* _Action item_: Report, word for word, every line of the material that contains "WorkerRunnerSettings".

* _Data for this exercise_:

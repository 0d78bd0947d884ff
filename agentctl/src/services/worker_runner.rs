//! Local worker runner
//!
//! Binds the process supervisor to the orchestrator: prepares the per-queue
//! worker directory, wires the rotating log, persists the PID file, and
//! runs supervision until the worker finishes or the run is cancelled.

use std::path::PathBuf;
use std::sync::Arc;

use async_trait::async_trait;
use chrono::Utc;
use tokio_util::sync::CancellationToken;

use crate::error::CliResult;
use crate::services::daemon::{self, DaemonInfo, LOG_FILE_NAME, PID_FILE_NAME};
use crate::services::log_writer::{RotatingLogWriter, DEFAULT_MAX_BACKUPS, DEFAULT_MAX_LOG_SIZE};
use crate::services::supervisor::{ProcessSupervisor, SupervisorConfig, WorkerLaunchSpec};
use crate::traits::{ControlPlaneApi, WorkerRunner};

/// Settings shared by every worker this runner launches
#[derive(Debug, Clone)]
pub struct WorkerRunnerSettings {
    /// Worker runtime executable
    pub program: PathBuf,
    /// Extra arguments placed before the standard ones
    pub args: Vec<String>,
    pub api_key: String,
    pub control_plane_url: String,
    /// Root directory holding one subdirectory per queue
    pub worker_root: PathBuf,
    pub max_log_size: u64,
    pub max_backups: usize,
    pub supervisor: SupervisorConfig,
}

impl WorkerRunnerSettings {
    pub fn new(
        program: impl Into<PathBuf>,
        api_key: impl Into<String>,
        control_plane_url: impl Into<String>,
        worker_root: impl Into<PathBuf>,
    ) -> Self {
        Self {
            program: program.into(),
            args: Vec::new(),
            api_key: api_key.into(),
            control_plane_url: control_plane_url.into(),
            worker_root: worker_root.into(),
            max_log_size: DEFAULT_MAX_LOG_SIZE,
            max_backups: DEFAULT_MAX_BACKUPS,
            supervisor: SupervisorConfig::default(),
        }
    }
}

/// Production [`WorkerRunner`] supervising a worker runtime process
pub struct LocalWorkerRunner<C: ControlPlaneApi + 'static> {
    client: Arc<C>,
    settings: WorkerRunnerSettings,
}

impl<C: ControlPlaneApi + 'static> LocalWorkerRunner<C> {
    pub fn new(client: Arc<C>, settings: WorkerRunnerSettings) -> Self {
        Self { client, settings }
    }
}

#[async_trait]
impl<C: ControlPlaneApi + 'static> WorkerRunner for LocalWorkerRunner<C> {
    async fn run(&self, queue_id: &str, cancel: CancellationToken) -> CliResult<()> {
        let worker_dir = self.settings.worker_root.join(queue_id);
        std::fs::create_dir_all(&worker_dir)?;

        let log_file = worker_dir.join(LOG_FILE_NAME);
        let log_writer = Arc::new(RotatingLogWriter::new(
            &log_file,
            self.settings.max_log_size,
            self.settings.max_backups,
        )?);

        let launch = WorkerLaunchSpec {
            program: self.settings.program.clone(),
            args: self.settings.args.clone(),
            queue_id: queue_id.to_string(),
            api_key: self.settings.api_key.clone(),
            control_plane_url: self.settings.control_plane_url.clone(),
        };

        let supervisor = Arc::new(ProcessSupervisor::new(
            launch,
            worker_dir.clone(),
            log_writer,
            self.settings.supervisor.clone(),
            Some(self.client.clone()),
        ));

        let pid_file = worker_dir.join(PID_FILE_NAME);
        let info = DaemonInfo {
            pid: std::process::id(),
            queue_id: queue_id.to_string(),
            worker_dir: worker_dir.clone(),
            log_file,
            pid_file: pid_file.clone(),
            started_at: Utc::now(),
            deployment_type: "local".to_string(),
        };
        daemon::write_pid_file(&info)?;

        let stopper = {
            let supervisor = supervisor.clone();
            tokio::spawn(async move {
                cancel.cancelled().await;
                supervisor.stop().await;
            })
        };

        let result = supervisor.supervise().await;

        stopper.abort();
        daemon::remove_pid_file(&pid_file);
        result
    }
}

* _Result_:
pub struct WorkerRunnerSettings {
impl WorkerRunnerSettings {
    settings: WorkerRunnerSettings,
    pub fn new(client: Arc<C>, settings: WorkerRunnerSettings) -> Self {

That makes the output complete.